This is the price aberration of congested blockchain fee markets: instead of increasing the price to reflect the service they desire, users compete over who can make the largest pile of fractions of a penny.

On the other side of congestion, we have low paying transactions. Imagine that the current $\ell$ th highest fee hovers around 100 bucks, but you cannot afford to pay more than 10. Will you ever be able to send your transaction? Not unless the fees drop below 10 bucks at some point. On one hand we had that increasing the fees by just a little the service (in terms of speed) increases considerably. On the other, we see that outside the high-fee regime, it doesn’t really matter how much you are willing to pay (within that regime), the time to inclusion will remain infinite. If the $\ell$ th fee is 100 bucks, then it doesn’t matter if you pay 1, 10, or 50 bucks, you are going to get the same speed: none.
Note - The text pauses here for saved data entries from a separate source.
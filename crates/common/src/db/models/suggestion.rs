//! Suggestion entity
//!
//! A comment-like contribution attached to an idea by a non-owner.

use sea_orm::entity::prelude::*;
use serde::{Deserialize, Serialize};

#[derive(Clone, Debug, PartialEq, Eq, DeriveEntityModel, Serialize, Deserialize)]
#[sea_orm(table_name = "suggestions")]
pub struct Model {
    #[sea_orm(primary_key, auto_increment = false)]
    pub id: Uuid,

    pub idea_id: Uuid,

    pub user_id: Uuid,

    #[sea_orm(column_type = "Text")]
    pub content: String,

    pub created_at: DateTimeWithTimeZone,
}

#[derive(Copy, Clone, Debug, EnumIter, DeriveRelation)]
pub enum Relation {
    #[sea_orm(
        belongs_to = "super::idea::Entity",
        from = "Column::IdeaId",
        to = "super::idea::Column::Id"
    )]
    Idea,

    #[sea_orm(
        belongs_to = "super::profile::Entity",
        from = "Column::UserId",
        to = "super::profile::Column::Id"
    )]
    Author,

    #[sea_orm(has_many = "super::suggestion_upvote::Entity")]
    Upvotes,
}

impl Related<super::idea::Entity> for Entity {
    fn to() -> RelationDef {
        Relation::Idea.def()
    }
}

impl Related<super::suggestion_upvote::Entity> for Entity {
    fn to() -> RelationDef {
        Relation::Upvotes.def()
    }
}

impl ActiveModelBehavior for ActiveModel {}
This is the third woe, starvation. It raises concerns that as demand increases, using the network will become the exclusive prerogative of a limited oligarchy. While this last scenario might be a bit exaggerated, it demonstrates a tangible tension between Bitcoin’s egalitarian ethos and the natural dynamics of its fee markets.

Inclusive Networks

Expected Values

In the following discussion, I will use the word “expected” quite a lot. When a mathematician says “expected”, they mean “on average”. Say we play a game where I flip a fair coin and if the result is heads, you give me one kaspa. If we play a game where you flip a fair coin and give me a dollar if it is heads, then my expected (or the expectation of my) gain is one half of a kaspa.

One way to think about expectation is the average of many repetitions of the same experiment with fresh randomness.

Say that I have a magical ability to turn back time and repeat the game. However, since coin flipping is a complex physical procedure, I don’t have nearly enough dexterity to flip it the same every time. Not even close. The result of any repetition is independent of pervious results.

Say that in the first repetition, I got heads and won. I also won the second time, hooray! However, in the third time, I flipped heads and won nothing. Across all three attempts I made two kaspa, making my average gain $2/3$ kaspa. If I repeat the process many times, the fraction of flips that turned out heads will get increasingly close to one half, whereby my average profit converges to my expected profit if one half of a kaspa.

Remark: Why should the fraction of fair coins converge to one half, and how fast does this happen? Using a theorem called Chernoff’s bound, one can prove that if we flip a fair coin $n$ times, the that we got the same result more than $n/2+\sqrt{6n\cdot \ln n}$ is less than $2/n^4$ . So for example, if we throw a fair coin one thousand times, the probability we get more than $700$ heads is less than one in 500 billion. If we throw it a million times, the probability to get more than $501,000$ heads is less than $0.000000000000000000000002$ .

Miners are typically in it for the long game. They aren’t mining for just one or two rounds but, at the very least for thousands of them (Bitcoin has 1440 rounds per week). Consequentially, the expected revenue of their mining strategy provides a very good approximation of their actual fee revenue.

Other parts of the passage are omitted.